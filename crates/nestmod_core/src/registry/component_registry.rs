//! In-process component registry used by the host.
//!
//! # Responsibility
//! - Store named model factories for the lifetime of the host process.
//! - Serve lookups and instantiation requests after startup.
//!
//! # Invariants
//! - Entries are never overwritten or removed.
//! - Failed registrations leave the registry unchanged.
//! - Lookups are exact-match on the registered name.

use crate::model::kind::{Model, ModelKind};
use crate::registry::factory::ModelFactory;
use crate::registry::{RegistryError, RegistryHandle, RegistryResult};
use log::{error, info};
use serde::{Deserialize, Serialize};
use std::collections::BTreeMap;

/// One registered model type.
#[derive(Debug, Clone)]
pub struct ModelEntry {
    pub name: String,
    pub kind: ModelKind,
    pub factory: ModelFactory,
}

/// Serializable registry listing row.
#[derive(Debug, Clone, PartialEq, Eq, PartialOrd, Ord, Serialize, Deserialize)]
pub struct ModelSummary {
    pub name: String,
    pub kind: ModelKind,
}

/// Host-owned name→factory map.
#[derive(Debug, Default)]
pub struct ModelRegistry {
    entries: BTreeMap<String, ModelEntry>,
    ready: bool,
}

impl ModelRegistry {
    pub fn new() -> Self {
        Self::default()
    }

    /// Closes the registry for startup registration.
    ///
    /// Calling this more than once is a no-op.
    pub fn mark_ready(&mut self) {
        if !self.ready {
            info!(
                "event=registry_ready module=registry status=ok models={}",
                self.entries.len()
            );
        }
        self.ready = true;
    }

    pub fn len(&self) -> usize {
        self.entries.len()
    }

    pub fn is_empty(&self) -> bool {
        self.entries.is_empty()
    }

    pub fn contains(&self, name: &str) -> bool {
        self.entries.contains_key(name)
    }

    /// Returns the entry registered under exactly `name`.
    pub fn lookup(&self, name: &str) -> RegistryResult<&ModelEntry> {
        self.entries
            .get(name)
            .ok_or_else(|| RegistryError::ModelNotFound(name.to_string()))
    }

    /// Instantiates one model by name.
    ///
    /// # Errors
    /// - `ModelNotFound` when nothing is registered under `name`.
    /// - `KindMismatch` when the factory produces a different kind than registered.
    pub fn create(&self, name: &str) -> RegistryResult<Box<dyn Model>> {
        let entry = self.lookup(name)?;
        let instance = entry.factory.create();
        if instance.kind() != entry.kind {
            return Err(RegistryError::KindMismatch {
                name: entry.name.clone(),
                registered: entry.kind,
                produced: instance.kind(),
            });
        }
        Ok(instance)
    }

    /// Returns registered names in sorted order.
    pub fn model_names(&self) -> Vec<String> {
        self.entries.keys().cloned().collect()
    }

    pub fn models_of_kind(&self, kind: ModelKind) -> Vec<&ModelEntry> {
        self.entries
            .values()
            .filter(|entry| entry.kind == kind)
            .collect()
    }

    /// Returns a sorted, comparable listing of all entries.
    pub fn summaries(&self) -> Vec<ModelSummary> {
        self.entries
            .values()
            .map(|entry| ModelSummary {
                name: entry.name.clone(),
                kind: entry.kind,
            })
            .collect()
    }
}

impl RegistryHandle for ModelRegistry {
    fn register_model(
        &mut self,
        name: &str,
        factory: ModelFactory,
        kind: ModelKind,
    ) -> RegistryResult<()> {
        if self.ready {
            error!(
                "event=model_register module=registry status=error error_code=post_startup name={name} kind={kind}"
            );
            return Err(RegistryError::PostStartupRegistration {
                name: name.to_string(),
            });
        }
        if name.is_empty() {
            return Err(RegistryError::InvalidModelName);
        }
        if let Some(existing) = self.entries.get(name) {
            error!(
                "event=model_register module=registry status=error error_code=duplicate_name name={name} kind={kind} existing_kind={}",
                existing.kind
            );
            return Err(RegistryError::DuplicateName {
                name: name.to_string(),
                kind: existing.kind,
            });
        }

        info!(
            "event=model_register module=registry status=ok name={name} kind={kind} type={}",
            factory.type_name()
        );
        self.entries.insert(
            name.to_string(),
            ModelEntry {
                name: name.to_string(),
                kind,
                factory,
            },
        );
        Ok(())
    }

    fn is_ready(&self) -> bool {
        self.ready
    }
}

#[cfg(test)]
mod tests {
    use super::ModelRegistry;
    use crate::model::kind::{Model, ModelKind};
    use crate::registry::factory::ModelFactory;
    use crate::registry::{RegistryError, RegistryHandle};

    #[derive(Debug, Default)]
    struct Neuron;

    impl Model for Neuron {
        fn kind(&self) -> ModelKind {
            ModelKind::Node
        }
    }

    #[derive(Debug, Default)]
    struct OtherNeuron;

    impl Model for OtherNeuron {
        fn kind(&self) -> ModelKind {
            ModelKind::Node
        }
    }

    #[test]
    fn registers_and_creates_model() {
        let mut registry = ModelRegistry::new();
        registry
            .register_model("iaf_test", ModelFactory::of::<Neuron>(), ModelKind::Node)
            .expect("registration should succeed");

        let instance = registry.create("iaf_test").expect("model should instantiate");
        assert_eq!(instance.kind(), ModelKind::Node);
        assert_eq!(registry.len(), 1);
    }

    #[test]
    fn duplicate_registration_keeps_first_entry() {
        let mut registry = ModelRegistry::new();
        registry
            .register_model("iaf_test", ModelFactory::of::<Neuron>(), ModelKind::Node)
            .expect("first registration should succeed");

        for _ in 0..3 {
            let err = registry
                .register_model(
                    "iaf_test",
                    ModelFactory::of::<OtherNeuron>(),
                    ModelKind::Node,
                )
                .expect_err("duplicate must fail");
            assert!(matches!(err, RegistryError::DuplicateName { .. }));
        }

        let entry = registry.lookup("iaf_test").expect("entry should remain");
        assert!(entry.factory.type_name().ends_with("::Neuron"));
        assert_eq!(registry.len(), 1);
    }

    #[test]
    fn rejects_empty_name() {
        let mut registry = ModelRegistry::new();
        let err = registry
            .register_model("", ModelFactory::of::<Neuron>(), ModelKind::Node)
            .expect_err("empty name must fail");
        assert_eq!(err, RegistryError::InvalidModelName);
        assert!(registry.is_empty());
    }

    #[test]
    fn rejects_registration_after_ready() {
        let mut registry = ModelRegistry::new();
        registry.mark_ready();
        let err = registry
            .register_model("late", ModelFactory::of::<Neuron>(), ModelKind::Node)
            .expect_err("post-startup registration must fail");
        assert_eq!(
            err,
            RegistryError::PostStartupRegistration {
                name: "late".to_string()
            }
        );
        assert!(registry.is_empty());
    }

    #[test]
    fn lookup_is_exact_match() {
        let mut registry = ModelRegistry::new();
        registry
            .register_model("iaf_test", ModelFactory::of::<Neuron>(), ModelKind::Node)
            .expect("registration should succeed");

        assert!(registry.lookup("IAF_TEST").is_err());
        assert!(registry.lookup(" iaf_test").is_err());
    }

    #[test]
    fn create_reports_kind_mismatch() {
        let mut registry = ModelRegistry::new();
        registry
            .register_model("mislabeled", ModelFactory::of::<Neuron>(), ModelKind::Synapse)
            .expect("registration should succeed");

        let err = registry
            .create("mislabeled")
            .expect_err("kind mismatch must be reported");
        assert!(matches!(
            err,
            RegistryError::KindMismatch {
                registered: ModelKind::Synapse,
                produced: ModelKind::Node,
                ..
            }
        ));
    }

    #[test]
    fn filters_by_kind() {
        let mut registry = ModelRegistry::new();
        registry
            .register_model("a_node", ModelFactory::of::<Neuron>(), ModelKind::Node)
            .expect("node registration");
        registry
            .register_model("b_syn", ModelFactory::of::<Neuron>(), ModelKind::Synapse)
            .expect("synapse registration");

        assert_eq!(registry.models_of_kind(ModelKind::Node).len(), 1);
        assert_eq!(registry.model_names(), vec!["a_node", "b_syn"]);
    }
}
________________________
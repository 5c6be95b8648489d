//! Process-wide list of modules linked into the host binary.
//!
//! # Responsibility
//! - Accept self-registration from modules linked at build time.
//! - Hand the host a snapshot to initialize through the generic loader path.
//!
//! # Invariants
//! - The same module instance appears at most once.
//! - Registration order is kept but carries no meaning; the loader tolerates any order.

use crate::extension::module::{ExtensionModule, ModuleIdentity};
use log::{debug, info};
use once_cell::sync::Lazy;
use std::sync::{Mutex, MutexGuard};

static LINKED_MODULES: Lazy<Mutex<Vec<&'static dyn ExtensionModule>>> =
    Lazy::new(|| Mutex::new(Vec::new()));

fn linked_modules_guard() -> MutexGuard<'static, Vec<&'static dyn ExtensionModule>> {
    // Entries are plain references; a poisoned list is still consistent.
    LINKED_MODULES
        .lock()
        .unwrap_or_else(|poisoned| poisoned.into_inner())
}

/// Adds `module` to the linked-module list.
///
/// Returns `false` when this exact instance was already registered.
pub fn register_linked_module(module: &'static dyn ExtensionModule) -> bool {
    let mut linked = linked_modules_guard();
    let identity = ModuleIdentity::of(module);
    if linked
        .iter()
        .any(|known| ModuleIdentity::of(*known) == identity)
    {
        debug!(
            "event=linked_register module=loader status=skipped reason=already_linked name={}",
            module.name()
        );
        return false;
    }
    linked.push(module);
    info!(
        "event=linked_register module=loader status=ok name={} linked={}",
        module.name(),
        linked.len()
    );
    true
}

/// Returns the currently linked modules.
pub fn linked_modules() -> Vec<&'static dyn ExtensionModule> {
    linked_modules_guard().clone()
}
________________________
» Exercise objective:
Reproduce exactly the lines above from the line with "filename crates/nestmod_core/src/registry/component_registry.rs" to the line with "the registry unchanged.", including both, and add nothing.

» Written response:
filename crates/nestmod_core/src/registry/component_registry.rs
//! In-process component registry used by the host.
//!
//! # Responsibility
//! - Store named model factories for the lifetime of the host process.
//! - Serve lookups and instantiation requests after startup.
//!
//! # Invariants
//! - Entries are never overwritten or removed.
//! - Failed registrations leave the registry unchanged.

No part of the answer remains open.